Читаем Борис Слуцкий: воспоминания современников полностью

Мы оробели, но прочитали по стихотворению. По кругу, как положено. Слуцкий молча и так же мрачно выслушал. Поразмышлял немного. Может быть, обдумывал программу. А скорее, ему нужна была пауза.

— Лошади умеют плавать, — вдруг сказал он пресным голосом. Таким голосом и с таким выражением лица уместнее было бы объявить, что лошади кушают овес. — Но — нехорошо. Недалеко. «Глория» по-русски значит «слава». Это вам запомнится легко.

Я уже знал эти стихи, уже любил. Но на лице у сидевшего напротив изобразилось изумление: это — поэзия?! Парень только что поступил на геофак, приехал издалека, пробовал сочинять по-русски и на своем родном белорусском.

Между тем Слуцкий продолжал ровным протокольным голосом:

— Шел корабль, своим названьем гордый…

И так до самого конца великого стихотворения. Без эмоций. Без аффектации, завываний, шаманства, даже без подъема голоса. До самых последних слов: «Вот и все. А все-таки мне жаль их, рыжих, не увидевших земли». Все-таки.

Белорус поднялся со стула, встал, его колотило, а он не понимал в чем дело. «Я не понимаю, — повторял он, мучительно поворачивая голову из стороны в сторону, ища то ли помощи, то ли сочувствия. — Я не понимаю».

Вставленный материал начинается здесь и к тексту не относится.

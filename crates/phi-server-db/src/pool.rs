// Copyright (c) 2025 Geoffrey Huntley <ghuntley@ghuntley.com>. All rights reserved.
// SPDX-License-Identifier: Proprietary

use sqlx::sqlite::{
	SqliteConnectOptions, SqliteJournalMode, SqlitePool, SqlitePoolOptions, SqliteSynchronous,
};
use std::str::FromStr;

use crate::error::DbError;

/// Create a SqlitePool with WAL mode and common settings.
///
/// In-memory databases are limited to a single long-lived connection, since
/// every SQLite connection to `:memory:` opens a separate database.
#[tracing::instrument(skip(database_url))]
pub async fn create_pool(database_url: &str, max_connections: u32) -> Result<SqlitePool, DbError> {
	let in_memory = database_url.contains(":memory:");

	let mut options = SqliteConnectOptions::from_str(database_url)
		.map_err(|e| DbError::Internal(format!("Invalid database URL: {e}")))?
		.foreign_keys(true)
		.create_if_missing(true);
	if !in_memory {
		options = options
			.journal_mode(SqliteJournalMode::Wal)
			.synchronous(SqliteSynchronous::Normal);
	}

	let mut pool_options = SqlitePoolOptions::new().max_connections(max_connections.max(1));
	if in_memory {
		pool_options = pool_options
			.max_connections(1)
			.idle_timeout(None)
			.max_lifetime(None);
	}

	let pool = pool_options.connect_with(options).await?;

	tracing::debug!(in_memory, "database pool created");
	Ok(pool)
}
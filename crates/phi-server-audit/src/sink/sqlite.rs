// Copyright (c) 2025 Geoffrey Huntley <ghuntley@ghuntley.com>. All rights reserved.
// SPDX-License-Identifier: Proprietary

use std::sync::Arc;

use async_trait::async_trait;
use chrono::SecondsFormat;
use sqlx::SqlitePool;

use crate::error::AuditSinkError;
use crate::event::AuditEvent;
use crate::sink::{AuditAck, AuditSink};

/// Inserts events into the `audit_events` table. Insert-only.
pub struct SqliteAuditSink {
	pool: SqlitePool,
	name: String,
}

impl SqliteAuditSink {
	pub fn new(pool: SqlitePool) -> Self {
		Self {
			pool,
			name: "sqlite".to_string(),
		}
	}
}

#[async_trait]
impl AuditSink for SqliteAuditSink {
	fn name(&self) -> &str {
		&self.name
	}

	async fn append(&self, event: Arc<AuditEvent>) -> Result<AuditAck, AuditSinkError> {
		let changes_json = event
			.changes
			.as_ref()
			.map(serde_json::to_string)
			.transpose()
			.map_err(|e| AuditSinkError::Permanent(format!("failed to serialize changes: {e}")))?;

		sqlx::query(
			r#"
			INSERT INTO audit_events (
				id, actor_user_id, organization_id, resource_type, resource_id,
				action_type, ip_address, user_agent, impersonator_id, request_id,
				changes, occurred_at
			) VALUES (?, ?, ?, ?, ?, ?, ?, ?, ?, ?, ?, ?)
			"#,
		)
		.bind(event.id.to_string())
		.bind(event.actor_user_id.map(|u| u.to_string()))
		.bind(event.organization_id.map(|o| o.to_string()))
		.bind(&event.resource_type)
		.bind(event.resource_id.map(|r| r.to_string()))
		.bind(event.action_type.as_str())
		.bind(&event.ip_address)
		.bind(&event.user_agent)
		.bind(event.impersonator_id.map(|u| u.to_string()))
		.bind(&event.request_id)
		.bind(&changes_json)
		.bind(event.occurred_at.to_rfc3339_opts(SecondsFormat::Millis, true))
		.execute(&self.pool)
		.await
		.map_err(|e| {
			if is_transient_error(&e) {
				AuditSinkError::Transient(format!("database error: {e}"))
			} else {
				AuditSinkError::Permanent(format!("database error: {e}"))
			}
		})?;

		Ok(AuditAck { event_id: event.id })
	}

	async fn health_check(&self) -> Result<(), AuditSinkError> {
		sqlx::query("SELECT 1")
			.execute(&self.pool)
			.await
			.map_err(|e| AuditSinkError::Transient(format!("health check failed: {e}")))?;
		Ok(())
	}
}

fn is_transient_error(e: &sqlx::Error) -> bool {
	match e {
		sqlx::Error::Io(_) => true,
		sqlx::Error::PoolTimedOut => true,
		sqlx::Error::PoolClosed => true,
		sqlx::Error::Database(db_err) => {
			let msg = db_err.message().to_lowercase();
			msg.contains("busy") || msg.contains("locked") || msg.contains("timeout")
		}
		_ => false,
	}
}
// SPDX-License-Identifier: BUSL-1.1
// Copyright (c) 2026 Alfred Jean LLC

//! System interruption filter levels.
//!
//! Values follow Android's `NotificationManager.INTERRUPTION_FILTER_*`
//! constants. Platforms with a different vocabulary map onto these; any
//! integer outside the known set is preserved as [`FilterLevel::Other`] so it
//! can be handed back to the OS untouched.

use serde::{Deserialize, Serialize};
use std::fmt;
use std::str::FromStr;
use thiserror::Error;

/// Global interruption filter level.
#[derive(Debug, Clone, Copy, PartialEq, Eq, Hash, Serialize, Deserialize)]
#[serde(from = "i32", into = "i32")]
pub enum FilterLevel {
    /// The OS could not report a filter (`0`).
    Unknown,
    /// Normal interruptions, no suppression (`1`).
    All,
    /// Priority interruptions only (`2`).
    Priority,
    /// Total silence (`3`).
    None,
    /// Alarms only (`4`).
    Alarms,
    /// A platform value this crate has no name for.
    Other(i32),
}

impl FilterLevel {
    pub const UNKNOWN: i32 = 0;
    pub const ALL: i32 = 1;
    pub const PRIORITY: i32 = 2;
    pub const NONE: i32 = 3;
    pub const ALARMS: i32 = 4;

    pub fn as_i32(self) -> i32 {
        match self {
            FilterLevel::Unknown => Self::UNKNOWN,
            FilterLevel::All => Self::ALL,
            FilterLevel::Priority => Self::PRIORITY,
            FilterLevel::None => Self::NONE,
            FilterLevel::Alarms => Self::ALARMS,
            FilterLevel::Other(v) => v,
        }
    }

    /// Short lowercase name, or the raw integer for [`FilterLevel::Other`].
    pub fn name(self) -> String {
        match self {
            FilterLevel::Unknown => "unknown".to_string(),
            FilterLevel::All => "all".to_string(),
            FilterLevel::Priority => "priority".to_string(),
            FilterLevel::None => "none".to_string(),
            FilterLevel::Alarms => "alarms".to_string(),
            FilterLevel::Other(v) => v.to_string(),
        }
    }
}

impl From<i32> for FilterLevel {
    fn from(value: i32) -> Self {
        match value {
            Self::UNKNOWN => FilterLevel::Unknown,
            Self::ALL => FilterLevel::All,
            Self::PRIORITY => FilterLevel::Priority,
            Self::NONE => FilterLevel::None,
            Self::ALARMS => FilterLevel::Alarms,
            other => FilterLevel::Other(other),
        }
    }
}

impl From<FilterLevel> for i32 {
    fn from(level: FilterLevel) -> Self {
        level.as_i32()
    }
}

impl fmt::Display for FilterLevel {
    fn fmt(&self, f: &mut fmt::Formatter<'_>) -> fmt::Result {
        write!(f, "{}", self.name())
    }
}

#[derive(Debug, Error, PartialEq, Eq)]
#[error("invalid filter level '{0}': expected an integer or one of all, priority, none, alarms")]
pub struct ParseFilterError(pub String);

impl FromStr for FilterLevel {
    type Err = ParseFilterError;

    fn from_str(s: &str) -> Result<Self, Self::Err> {
        let trimmed = s.trim();
        if let Ok(value) = trimmed.parse::<i32>() {
            return Ok(FilterLevel::from(value));
        }
        match trimmed.to_ascii_lowercase().as_str() {
            "unknown" => Ok(FilterLevel::Unknown),
            "all" => Ok(FilterLevel::All),
            "priority" => Ok(FilterLevel::Priority),
            "none" => Ok(FilterLevel::None),
            "alarms" => Ok(FilterLevel::Alarms),
            _ => Err(ParseFilterError(s.to_string())),
        }
    }
}

#[cfg(test)]
#[path = "filter_tests.rs"]
mod tests;
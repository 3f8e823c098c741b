// SPDX-License-Identifier: BUSL-1.1
// Copyright (c) 2026 Alfred Jean LLC

//! No-op policy adapter.

use super::{PolicyPort, PortError};
use async_trait::async_trait;
use dnd_core::FilterLevel;

/// Policy adapter for targets with no controllable notification policy.
///
/// Reports the capability gate as closed, so callers never reach the
/// remaining methods through the channel. Called directly they answer with
/// the same benign values the channel would.
#[derive(Clone, Copy, Debug, Default)]
pub struct NoOpPolicyAdapter;

impl NoOpPolicyAdapter {
    pub fn new() -> Self {
        Self
    }
}

#[async_trait]
impl PolicyPort for NoOpPolicyAdapter {
    fn supports_policy_control(&self) -> bool {
        false
    }

    async fn has_authority(&self) -> Result<bool, PortError> {
        Ok(false)
    }

    async fn open_authority_settings(&self) -> Result<(), PortError> {
        Ok(())
    }

    async fn current_filter(&self) -> Result<FilterLevel, PortError> {
        Ok(FilterLevel::Unknown)
    }

    async fn set_filter(&self, _level: FilterLevel) -> Result<(), PortError> {
        Ok(())
    }
}

#[cfg(test)]
#[path = "noop_tests.rs"]
mod tests;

Он что-то хотел объяснить о себе, но не умел. Его колотило, а он не понимал в чем дело. Не знал, как это назвать. Погибли кони — эко диво, в Белоруссии погиб каждый четвертый человек, в каждой семье погибли, а тут лошади, но стихотворение и не взывало страдать по этому поводу, хотя и коней все-таки жалко, так и сказано. Вот и все. Всего-то. Главное, не было в стихотворении ничего такого, чем должна пробирать настоящая поэзия. Ни звуков сладких, ни молитв.

Даже образов не было, а ведь объявлено, что образы основа основ.

Колотило против правил.

…Говорили не похож! Хорош —этого никто не говорил.Собственную кашу я варил.Свой рецепт, своя вода, своя крупа.Говорили, чересчур крута.Как грибник, свои я знал места.Собственную жилу промывал.Личный штамп имел. Свое клеймо.Собственного почерка письмо.

Есть вариант последнего трехстишия:

Собственную жилу промывал.Личный штамп имел. Свое клеймо.Ежели дерьмо — мое дерьмо.

Тоже красиво.[24]

* * *

— Кто ваш любимый поэт в XX веке? Спрашиваю, а сама знаю. Ну уж ответьте вы сами.

— Да, Слуцкий. На самом деле я уже писал, что Слуцкий — самый крупный русский поэт XX века. Не только по объему сделанного, но и потому, что именно он довел до ума гигантскую реформу, которую начал Хлебников. Но, по-видимому, он и самый любимый тоже. Чтобы любить, реформы мало — тут еще просто чувство.

— Вы были лично знакомы со Слуцким?

— Был. Конечно, не так близко, как Володя Корнилов. Когда случалось его встречать, мне казалось, что он мне симпатизирует. Мы иногда даже прогуливались долго, и он делился чем-то своим. Например, говорил, что страшится того, как много у него пишется стихов. Может, говорил, это графомания? Я не знал, что ответить. Это теперь мы прочитали оставленное Слуцким и знаем, какая стоит за этим музыка, какая страсть, какая сила гуманизма. Завидую Корнилову — он сделал сейчас то, о чем я могу только мечтать: составил избранное Слуцкого[25].

При всем обилии написанного у Слуцкого нет равнодушных стихотворений. Это удивительно. Возьмем предельно одиозное уже по названию: «Как меня принимали в партию». Куда, как говорится, дальше.

«Я засветло ушел в политотдел и заполночь добрался до развалин, где он располагался. Посидел, газеты поглядел. Потом — позвали».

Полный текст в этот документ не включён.